Better stick to the "ls -l"; you can set a consistent locale:

LC_ALL=C ls -l

most OS take the -o option

LC_ALL=C ls -lo

how can you measure the I/O load consumption of a process?

Have a 10GB file on an NFS share, and run "wc -c" on it on a hundred NFS clients simultaneously.
This will take very long, and your NFS server will be overloaded the whole time.
And your server admin will be angry. (The redness of his face :mad: is proportional to the overhead that you have caused.)

There is I/O load and time load.

I/O load is normally the file size, unless the file is already cached into RAM.

Time load is measured with time command, using an uncached copy, such as:

$ time wc -c 2011.bb
4234978 2011.bb

real    0m0.009s
user    0m0.000s
sys     0m0.004s

Unless you are dealing with large files, much bigger than the test file above, or you run into a problem, I would not worry about such "overhead" concerns. It's called "premature optimization" to "fix" something by making it complicated, before there is a known problem. On the other hand, if your script is too slow, then time to try something that does not read the actual data on the disk. :slight_smile:

Sorry but I totally disagree with you, Hanson44. Using wc -c to retrieve the size of a file is absolutely the wrong approach to take.
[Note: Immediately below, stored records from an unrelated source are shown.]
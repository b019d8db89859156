//! Shared HTTP adapter state.
//!
//! HTTP handlers accept this state via `actix_web::web::Data` so they only
//! depend on domain services and remain testable without I/O.

use std::sync::Arc;

use crate::domain::ports::{
    ArticleRepository, CommentRepository, MemoryContentStore, TopicRepository, UserRepository,
};
use crate::domain::{
    ArticlesService, CommentsService, ExistenceResolver, TopicsService, UsersService,
};

/// Parameter object bundling the persistence ports behind the HTTP surface.
#[derive(Clone)]
pub struct HttpStatePorts {
    /// Topics table port.
    pub topics: Arc<dyn TopicRepository>,
    /// Users table port.
    pub users: Arc<dyn UserRepository>,
    /// Articles table port (aggregation-aware).
    pub articles: Arc<dyn ArticleRepository>,
    /// Comments table port.
    pub comments: Arc<dyn CommentRepository>,
}

impl HttpStatePorts {
    /// Wire every port to one shared in-memory store.
    pub fn from_store(store: MemoryContentStore) -> Self {
        Self {
            topics: Arc::new(store.clone()),
            users: Arc::new(store.clone()),
            articles: Arc::new(store.clone()),
            comments: Arc::new(store),
        }
    }
}

/// Dependency bundle for HTTP handlers.
#[derive(Clone)]
pub struct HttpState {
    /// Topics resource operations.
    pub topics: TopicsService,
    /// Users resource operations.
    pub users: UsersService,
    /// Articles resource operations.
    pub articles: ArticlesService,
    /// Comments resource operations.
    pub comments: CommentsService,
}

impl HttpState {
    /// Construct the services over a ports bundle, sharing one existence
    /// resolver between the article and comment surfaces.
    pub fn new(ports: HttpStatePorts) -> Self {
        let HttpStatePorts {
            topics,
            users,
            articles,
            comments,
        } = ports;
        let resolver = ExistenceResolver::new(topics.clone(), users.clone(), articles.clone());
        Self {
            topics: TopicsService::new(topics),
            users: UsersService::new(users),
            articles: ArticlesService::new(articles, resolver.clone()),
            comments: CommentsService::new(comments, resolver),
        }
    }

    /// Construct state over an in-memory store.
    ///
    /// # Examples
    /// ```
    /// use backend::domain::ports::MemoryContentStore;
    /// use backend::inbound::http::state::HttpState;
    ///
    /// let state = HttpState::in_memory(MemoryContentStore::seeded());
    /// let _topics = state.topics.clone();
    /// ```
    pub fn in_memory(store: MemoryContentStore) -> Self {
        Self::new(HttpStatePorts::from_store(store))
    }
}
//! User aggregate.

/// A registered author. Read-only in the observed scope.
#[derive(Debug, Clone, PartialEq, Eq)]
pub struct User {
    /// Unique primary key; also the value of article and comment `author`
    /// foreign keys.
    pub username: String,
    /// Display name.
    pub name: String,
    /// Avatar image URL.
    pub avatar_url: String,
}

impl User {
    /// Construct a user record.
    pub fn new(
        username: impl Into<String>,
        name: impl Into<String>,
        avatar_url: impl Into<String>,
    ) -> Self {
        Self {
            username: username.into(),
            name: name.into(),
            avatar_url: avatar_url.into(),
        }
    }
}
A better approach is to use some very simple shell script logic to parse the the output of ls -l in order to figure out the file size column.
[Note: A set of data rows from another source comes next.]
//! Seeded in-memory implementation of the persistence ports.
//!
//! Serves two roles, mirroring each other deliberately:
//! - the server's fallback store when no database is configured, so the API
//!   is fully exercisable in development;
//! - the store behind unit and integration tests, seeded with the fixture
//!   constants the test suites rely on (article 1 at 100 votes, an author
//!   and a topic with no articles, an article with no comments).
//!
//! Filtering and sorting reproduce the SQL adapter's semantics exactly, so a
//! test passing here holds for the Diesel adapter modulo collation.

use std::cmp::Ordering;
use std::sync::{Arc, Mutex};

use chrono::{DateTime, TimeZone, Utc};

use crate::domain::article::{Article, ArticleFilter};
use crate::domain::comment::{Comment, NewComment};
use crate::domain::ids::{ArticleId, CommentId};
use crate::domain::sorting::{ArticleSort, ArticleSortKey, CommentSort, CommentSortKey};
use crate::domain::topic::Topic;
use crate::domain::user::User;

use super::{
    ArticleRepository, CommentRepository, RepositoryError, TopicRepository, UserRepository,
};
use async_trait::async_trait;

/// Default vote value assigned to newly inserted comments.
pub const NEW_COMMENT_VOTES: i32 = 14;

/// Stored article row, without the derived count.
#[derive(Debug, Clone)]
struct ArticleRecord {
    article_id: ArticleId,
    title: String,
    body: String,
    topic: String,
    author: String,
    created_at: DateTime<Utc>,
    votes: i32,
}

#[derive(Debug, Default)]
struct StoreState {
    topics: Vec<Topic>,
    users: Vec<User>,
    articles: Vec<ArticleRecord>,
    comments: Vec<Comment>,
    next_comment_id: i32,
}

/// In-memory content store implementing every persistence port.
///
/// Cloning shares the underlying state, matching the pool-handle semantics
/// of the Diesel adapters.
#[derive(Clone)]
pub struct MemoryContentStore {
    state: Arc<Mutex<StoreState>>,
}

fn seed_time(year: i32, month: u32, day: u32, hour: u32, minute: u32) -> DateTime<Utc> {
    Utc.with_ymd_and_hms(year, month, day, hour, minute, 0)
        .earliest()
        .unwrap_or(DateTime::<Utc>::MIN_UTC)
}

impl MemoryContentStore {
    /// An empty store. Mostly useful for exercising empty-result paths.
    pub fn empty() -> Self {
        Self {
            state: Arc::new(Mutex::new(StoreState {
                next_comment_id: 1,
                ..StoreState::default()
            })),
        }
    }

    /// A store seeded with the development fixture set.
    pub fn seeded() -> Self {
        let topics = vec![
            Topic::new("rust", "Fearless systems programming"),
            Topic::new("sourdough", "Bread science and starter care"),
            Topic::new("origami", "Paper folding"),
        ];
        let users = vec![
            User::new(
                "marmalade_sky",
                "Maya Trent",
                "https://avatars.example.net/marmalade_sky.png",
            ),
            User::new(
                "quiet_heron",
                "Henry Osei",
                "https://avatars.example.net/quiet_heron.png",
            ),
            User::new(
                "paper_crane",
                "Ines Kovac",
                "https://avatars.example.net/paper_crane.png",
            ),
            // Registered reader with no articles and no comments.
            User::new(
                "lurking_fox",
                "Farah Idris",
                "https://avatars.example.net/lurking_fox.png",
            ),
        ];
        let articles = vec![
            ArticleRecord {
                article_id: ArticleId::new(1),
                title: "Living with a borrow checker".into(),
                body: "Notes from a year of fighting, then befriending, rustc.".into(),
                topic: "rust".into(),
                author: "marmalade_sky".into(),
                created_at: seed_time(2023, 6, 1, 10, 0),
                votes: 100,
            },
            ArticleRecord {
                article_id: ArticleId::new(2),
                title: "A starter named Clint".into(),
                body: "Feeding schedules for a rye starter that holds a grudge.".into(),
                topic: "sourdough".into(),
                author: "quiet_heron".into(),
                created_at: seed_time(2023, 5, 20, 8, 30),
                votes: 0,
            },
            ArticleRecord {
                article_id: ArticleId::new(3),
                title: "Async without tears".into(),
                body: "Executor internals explained with kitchen timers.".into(),
                topic: "rust".into(),
                author: "quiet_heron".into(),
                created_at: seed_time(2023, 4, 11, 16, 45),
                votes: 7,
            },
            ArticleRecord {
                article_id: ArticleId::new(4),
                title: "Crumb structure field notes".into(),
                body: "Open crumb is a lifestyle, not an accident.".into(),
                topic: "sourdough".into(),
                author: "marmalade_sky".into(),
                created_at: seed_time(2023, 3, 2, 12, 0),
                votes: 42,
            },
        ];
        let comments = vec![
            Comment {
                comment_id: CommentId::new(1),
                article_id: ArticleId::new(1),
                author: "quiet_heron".into(),
                body: "This article changed how I hold references.".into(),
                votes: NEW_COMMENT_VOTES,
                created_at: seed_time(2023, 6, 2, 9, 0),
            },
            Comment {
                comment_id: CommentId::new(2),
                article_id: ArticleId::new(1),
                author: "paper_crane".into(),
                body: "Lifetimes still haunt me.".into(),
                votes: 2,
                created_at: seed_time(2023, 6, 3, 11, 30),
            },
            Comment {
                comment_id: CommentId::new(3),
                article_id: ArticleId::new(1),
                author: "marmalade_sky".into(),
                body: "Replying to my own article, as is tradition.".into(),
                votes: -3,
                created_at: seed_time(2023, 6, 1, 22, 15),
            },
            Comment {
                comment_id: CommentId::new(4),
                article_id: ArticleId::new(3),
                author: "paper_crane".into(),
                body: "Kitchen timers finally made wakers click.".into(),
                votes: NEW_COMMENT_VOTES,
                created_at: seed_time(2023, 4, 12, 10, 5),
            },
            Comment {
                comment_id: CommentId::new(5),
                article_id: ArticleId::new(4),
                author: "quiet_heron".into(),
                body: "My crumb remains stubbornly closed.".into(),
                votes: 0,
                created_at: seed_time(2023, 3, 4, 19, 20),
            },
        ];
        Self {
            state: Arc::new(Mutex::new(StoreState {
                topics,
                users,
                articles,
                comments,
                next_comment_id: 6,
            })),
        }
    }

    fn lock(&self) -> Result<std::sync::MutexGuard<'_, StoreState>, RepositoryError> {
        self.state
            .lock()
            .map_err(|_| RepositoryError::query("fixture store lock poisoned"))
    }
}

fn comment_count(comments: &[Comment], article_id: ArticleId) -> i64 {
    comments
        .iter()
        .filter(|comment| comment.article_id == article_id)
        .count() as i64
}

fn to_article(record: &ArticleRecord, comments: &[Comment]) -> Article {
    Article {
        article_id: record.article_id,
        title: record.title.clone(),
        body: record.body.clone(),
        topic: record.topic.clone(),
        author: record.author.clone(),
        created_at: record.created_at,
        votes: record.votes,
        comment_count: comment_count(comments, record.article_id),
    }
}

fn compare_articles(a: &Article, b: &Article, key: ArticleSortKey) -> Ordering {
    match key {
        ArticleSortKey::ArticleId => a.article_id.cmp(&b.article_id),
        ArticleSortKey::Title => a.title.cmp(&b.title),
        ArticleSortKey::Author => a.author.cmp(&b.author),
        ArticleSortKey::Topic => a.topic.cmp(&b.topic),
        ArticleSortKey::CreatedAt => a.created_at.cmp(&b.created_at),
        ArticleSortKey::Votes => a.votes.cmp(&b.votes),
        ArticleSortKey::CommentCount => a.comment_count.cmp(&b.comment_count),
    }
}

fn compare_comments(a: &Comment, b: &Comment, key: CommentSortKey) -> Ordering {
    match key {
        CommentSortKey::CommentId => a.comment_id.cmp(&b.comment_id),
        CommentSortKey::Votes => a.votes.cmp(&b.votes),
        CommentSortKey::CreatedAt => a.created_at.cmp(&b.created_at),
        CommentSortKey::Author => a.author.cmp(&b.author),
        CommentSortKey::Body => a.body.cmp(&b.body),
    }
}

#[async_trait]
impl TopicRepository for MemoryContentStore {
    async fn list(&self) -> Result<Vec<Topic>, RepositoryError> {
        let mut topics = self.lock()?.topics.clone();
        // Same deterministic order as the SQL adapter.
        topics.sort_by(|a, b| a.slug.cmp(&b.slug));
        Ok(topics)
    }

    async fn slug_exists(&self, slug: &str) -> Result<bool, RepositoryError> {
        Ok(self.lock()?.topics.iter().any(|topic| topic.slug == slug))
    }
}

#[async_trait]
impl UserRepository for MemoryContentStore {
    async fn find_by_username(&self, username: &str) -> Result<Option<User>, RepositoryError> {
        Ok(self
            .lock()?
            .users
            .iter()
            .find(|user| user.username == username)
            .cloned())
    }

    async fn username_exists(&self, username: &str) -> Result<bool, RepositoryError> {
        Ok(self.lock()?.users.iter().any(|user| user.username == username))
    }
}

#[async_trait]
impl ArticleRepository for MemoryContentStore {
    async fn list(
        &self,
        sort: ArticleSort,
        filter: &ArticleFilter,
    ) -> Result<Vec<Article>, RepositoryError> {
        let state = self.lock()?;
        let mut articles: Vec<Article> = state
            .articles
            .iter()
            .filter(|record| {
                filter
                    .author
                    .as_deref()
                    .is_none_or(|author| record.author == author)
                    && filter
                        .topic
                        .as_deref()
                        .is_none_or(|topic| record.topic == topic)
            })
            .map(|record| to_article(record, &state.comments))
            .collect();
        articles.sort_by(|a, b| compare_articles(a, b, sort.key));
        if sort.order.is_descending() {
            articles.reverse();
        }
        Ok(articles)
    }

    async fn find_by_id(&self, id: ArticleId) -> Result<Option<Article>, RepositoryError> {
        let state = self.lock()?;
        Ok(state
            .articles
            .iter()
            .find(|record| record.article_id == id)
            .map(|record| to_article(record, &state.comments)))
    }

    async fn exists(&self, id: ArticleId) -> Result<bool, RepositoryError> {
        Ok(self
            .lock()?
            .articles
            .iter()
            .any(|record| record.article_id == id))
    }

    async fn adjust_votes(
        &self,
        id: ArticleId,
        delta: i32,
    ) -> Result<Option<Article>, RepositoryError> {
        let mut state = self.lock()?;
        let Some(index) = state
            .articles
            .iter()
            .position(|record| record.article_id == id)
        else {
            return Ok(None);
        };
        if let Some(record) = state.articles.get_mut(index) {
            record.votes = record
                .votes
                .checked_add(delta)
                .ok_or_else(|| RepositoryError::query("vote tally out of range"))?;
        }
        let StoreState {
            articles, comments, ..
        } = &*state;
        Ok(articles
            .get(index)
            .map(|record| to_article(record, comments)))
    }
}

#[async_trait]
impl CommentRepository for MemoryContentStore {
    async fn list_for_article(
        &self,
        article_id: ArticleId,
        sort: CommentSort,
    ) -> Result<Vec<Comment>, RepositoryError> {
        let state = self.lock()?;
        let mut comments: Vec<Comment> = state
            .comments
            .iter()
            .filter(|comment| comment.article_id == article_id)
            .cloned()
            .collect();
        comments.sort_by(|a, b| compare_comments(a, b, sort.key));
        if sort.order.is_descending() {
            comments.reverse();
        }
        Ok(comments)
    }

    async fn insert(&self, new_comment: &NewComment) -> Result<Comment, RepositoryError> {
        let mut state = self.lock()?;
        // The real store enforces these through foreign keys; reproduce the
        // backstop so the service-level pre-checks stay honest in tests.
        if !state
            .articles
            .iter()
            .any(|record| record.article_id == new_comment.article_id)
        {
            return Err(RepositoryError::foreign_key("comments_article_id_fkey"));
        }
        if !state
            .users
            .iter()
            .any(|user| user.username == new_comment.author)
        {
            return Err(RepositoryError::foreign_key("comments_author_fkey"));
        }
        let comment = Comment {
            comment_id: CommentId::new(state.next_comment_id),
            article_id: new_comment.article_id,
            author: new_comment.author.clone(),
            body: new_comment.body.clone(),
            votes: NEW_COMMENT_VOTES,
            created_at: Utc::now(),
        };
        state.next_comment_id += 1;
        state.comments.push(comment.clone());
        Ok(comment)
    }

    async fn adjust_votes(
        &self,
        id: CommentId,
        delta: i32,
    ) -> Result<Option<Comment>, RepositoryError> {
        let mut state = self.lock()?;
        let Some(comment) = state
            .comments
            .iter_mut()
            .find(|comment| comment.comment_id == id)
        else {
            return Ok(None);
        };
        comment.votes = comment
            .votes
            .checked_add(delta)
            .ok_or_else(|| RepositoryError::query("vote tally out of range"))?;
        Ok(Some(comment.clone()))
    }

    async fn delete(&self, id: CommentId) -> Result<bool, RepositoryError> {
        let mut state = self.lock()?;
        let before = state.comments.len();
        state.comments.retain(|comment| comment.comment_id != id);
        Ok(state.comments.len() < before)
    }
}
Go back to the original post. They wanted an alternative to that approach.

Perhaps the script can utilize uname to determine which field to use.

If you can depend on perl availability, then you can use its stat builtin function identically on any platform. A simple example that does not implement any error handling:

find . | perl -lpe '$_ = (stat($_))[7] . "\t$_"'

du was mentioned in several posts. Note that du does not report the file size; it reports the amount of storage that the file occupies. These two values are usually unequal.

Regards,
Alister

This is very strange. On any UNIX System (such as Solaris, HP/UX, OS X, and AIX), the output from the ls -l command should have the file size in the 5th field; not the 4th. Are you using an alias on the Solaris hosts for ls that is employing other options that alter the output? Could you please show us the output of just the ls:

"ls" -l /tmp/filea

on one of your Solaris hosts without feeding it through awk? (Note that I put the ls in quotes to prevent any possible alias substitutions.)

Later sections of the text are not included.